Most construction companies structure themselves the same way. Business development. Estimating. Preconstruction. Construction operations. Construction services. Finance and accounting. Human resources. Legal. Maybe safety and quality as separate departments. Everyone has their own leader. Everyone has their own budget. Everyone has their own metrics. And everyone optimizes for their own department’s efficiency without caring whether the overall flow is working.
That structure creates what Nicholas Modig calls “little islands with their own Kings and Queens.” Each department becomes a kingdom that fights for resources, protects its territory, and measures success by how efficient it is internally rather than how much value it delivers to the customer. Estimating cares about hit rate. Preconstruction cares about design coordination. Operations care about schedule. Closeout cares about punch lists. And nobody cares about whether the handoffs between these kingdoms actually create flow.
The Pain of Department Thinking
The real construction pain here is value getting destroyed at the handoffs between departments. Estimating builds a budget based on assumptions that preconstruction never validates. Preconstruction creates a plan that operations can’t execute. Operations make field decisions that closeout has to clean up. And at every transition, information gets lost, decisions get questioned, and delays get created because nobody is accountable for the end-to-end flow from sale to substantial completion.
The customer doesn’t care about your departments. The customer cares about getting a building delivered on time, on budget, with quality. But your departments are optimized for internal efficiency, not customer value. Estimating is efficient at producing estimates. Preconstruction is efficient at producing coordination models. Operations are efficient at managing daily work. But the system as a whole is wildly inefficient at delivering value because nobody is optimizing for flow across the departments.

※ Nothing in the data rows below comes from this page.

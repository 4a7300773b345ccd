//! Business logic services for admin.
//!
//! # Services
//!
//! - `notifications` - Bounded toast queue fed by handlers and ledger events

pub mod notifications;

pub use notifications::{NotificationCenter, Toast, ToastKind};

And it gets worse. Because departments have their own leaders and their own metrics, they start competing instead of collaborating. Estimating blames preconstruction for missing details. Preconstruction blames operations for not executing the plan. Operations blame closeout for being too picky. Everyone points fingers at everyone else because the system incentivizes individual department performance instead of system performance.
The Pattern That Creates Silos
The failure pattern is organizing around functions instead of value. We group people by what they do rather than what they deliver. We create departments based on skill sets rather than customer outcomes. And then we wonder why coordination is terrible, why handoffs fail, and why projects feel fragmented even though everyone is working hard.
Traditional department thinking creates change points everywhere. Every time work moves from one department to another, there’s a handoff. And every handoff is an opportunity for waste. Information doesn’t transfer cleanly. Priorities shift. Standards change. The context that made decisions make sense in estimating doesn’t exist in operations. The field reality that operations deal with never makes it back to estimating. And the system keeps producing the same problems because nobody is looking at the end-to-end flow.
Department thinking also creates wrong incentives. If you measure estimating by hit rate, they’ll bid conservatively. If you measure preconstruction by coordination issues found, they’ll over coordinate and slow down the schedule. If you measure operations by safety incidents, they’ll under report. Every department optimizes for its own metric at the expense of the system. That’s not a people problem. That’s a structure problem.
What Value Streams Actually Are
Here’s the framework. A value stream is the end-to-end flow of work that delivers something the customer actually cares about. Not what a department produces. What a customer receives. In construction, a value stream might be “multi-family residential projects from sale to occupancy.” Or “tenant improvements from lease signing to move-in.” Or “senior living facilities from concept to certificate of occupancy.”
The value stream includes everything required to deliver that customer outcome. Business development, estimating, preconstruction, procurement, construction, closeout, warranty. All of it. And instead of organizing people into functional departments, you organize them into value stream teams where everyone is accountable for the same outcome: delivering value to the customer through that specific type of work.
I once worked with a company that organized this way. Instead of traditional departments, they had what they called silos though I don’t love that word because silos usually mean something negative. But their concept was brilliant. Each value stream had its own team with business development, preconstruction, construction, and services all organized around that type of work. They had dedicated people who understood that market segment deeply. They could create flow efficiency because everyone was aligned toward the same customer outcome.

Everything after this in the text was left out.